Stationär oder mobil?
Stationäre Systeme eignen sich vor allem für die Wohnung und arbeiten meist mit einem tragbaren Sender. Mobile Geräte nutzen Mobilfunk und häufig GPS. Wer Garten, Keller oder Wege außer Haus absichern möchte, sollte die Reichweite praktisch testen.
- Abdeckung in allen genutzten Räumen
- Wasserfester Sender für Bad und Dusche
- Akku- und Mobilfunkausfall berücksichtigen
- Ortung und Datenschutz bei mobilen Geräten klären
Die Notrufkette festlegen
Ein Gerät allein organisiert noch keine Hilfe. Vereinbaren Sie, ob zuerst Angehörige, Nachbarschaft, Rettungsdienst oder eine betreute Notrufzentrale kontaktiert werden. Hinterlegen Sie nur aktuelle Kontaktdaten.
- Wer nimmt rund um die Uhr an?
- Wo liegt ein sicher verwahrter Schlüssel?
- Welche Angaben sieht die Zentrale?
- Wie werden Fehlalarme und Testalarme behandelt?
Kosten transparent vergleichen
Trennen Sie einmalige Kosten für Gerät, Aktivierung und Schlüsselbox von laufenden Monatsgebühren.
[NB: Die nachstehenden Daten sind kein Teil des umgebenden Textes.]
use std::process::exit;

use anyhow::Result;

use card_match::config::CONFIG;
use card_match::error::CardError;
use card_match::my_utils::io::read_reference_images;
use card_match::recognition::dataset::ReferenceLibrary;
use card_match::recognition::engine::Engine;

fn main() {
    match run() {
        Ok(code) => exit(code),
        Err(e) => {
            eprintln!("{e:#}");
            exit(1);
        }
    }
}

fn run() -> Result<i32> {
    let mut args = std::env::args().skip(1);
    let query_path = match args.next() {
        Some(path) => path,
        None => {
            eprintln!("usage: card_match <query-image>");
            return Ok(1);
        }
    };

    // 构建参照卡牌库
    let images = read_reference_images(&CONFIG.dataset.reference_dir)?;
    let library = ReferenceLibrary::from_images(images, &CONFIG.image_process);

    // 查询图在入口处解码, 解码失败属于整图级别错误
    let query = image::open(&query_path).map_err(|e| CardError::ImageDecode {
        path: query_path.clone(),
        source: e,
    })?;

    // debug构建时把中间图存到dev目录
    #[cfg(debug_assertions)]
    let engine = {
        use card_match::recognition::debug_view::SaveView;
        Engine::with_view(library, Box::new(SaveView::new("dev/debug")))
    };
    #[cfg(not(debug_assertions))]
    let engine = Engine::new(library);

    let output = engine.recognize(&query, CONFIG.region_locate.expected_cards)?;

    for card in output.cards.iter() {
        match (&card.result, &card.error) {
            (Some(result), _) => {
                println!(
                    "card {}: closest reference = {} (distance {})",
                    card.index, result.label, result.distance
                );
            }
            (None, Some(error)) => {
                eprintln!("card {}: {}", card.index, error);
            }
            (None, None) => {}
        }
    }

    Ok(if output.matched_count() > 0 { 0 } else { 1 })
}
/*
    输出结构
*/

use serde::{Deserialize, Serialize};

/// 单张卡牌的最近邻比对结果
#[derive(Debug, Serialize, Deserialize, Clone, PartialEq, Eq)]
pub struct MatchResult {
    pub label: String,
    /// 差值图中白色像素的个数, 越小越相似
    pub distance: u32,
}

/// 每个检出区域一条记录, 区域级别的失败记录在error里不中断整体流程
#[derive(Debug, Serialize, Deserialize)]
pub struct CardOutput {
    pub index: usize,
    pub result: Option<MatchResult>,
    pub error: Option<String>,
}

#[derive(Debug, Serialize, Deserialize, Default)]
pub struct OutputRec {
    pub cards: Vec<CardOutput>,
}

impl OutputRec {
    pub fn new() -> Self {
        OutputRec { cards: Vec::new() }
    }

    /// 成功比对上的区域数量
    pub fn matched_count(&self) -> usize {
        self.cards.iter().filter(|c| c.result.is_some()).count()
    }
}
Zusatzleistungen wie Sturzerkennung oder mobile Ortung müssen zum tatsächlichen Bedarf passen.
Wichtig
Fragen Sie bei Sozialversicherungsträgern, Land, Gemeinde oder Hilfsorganisationen nach regionalen Zuschüssen. Ein österreichweit einheitlicher Anspruch besteht nicht.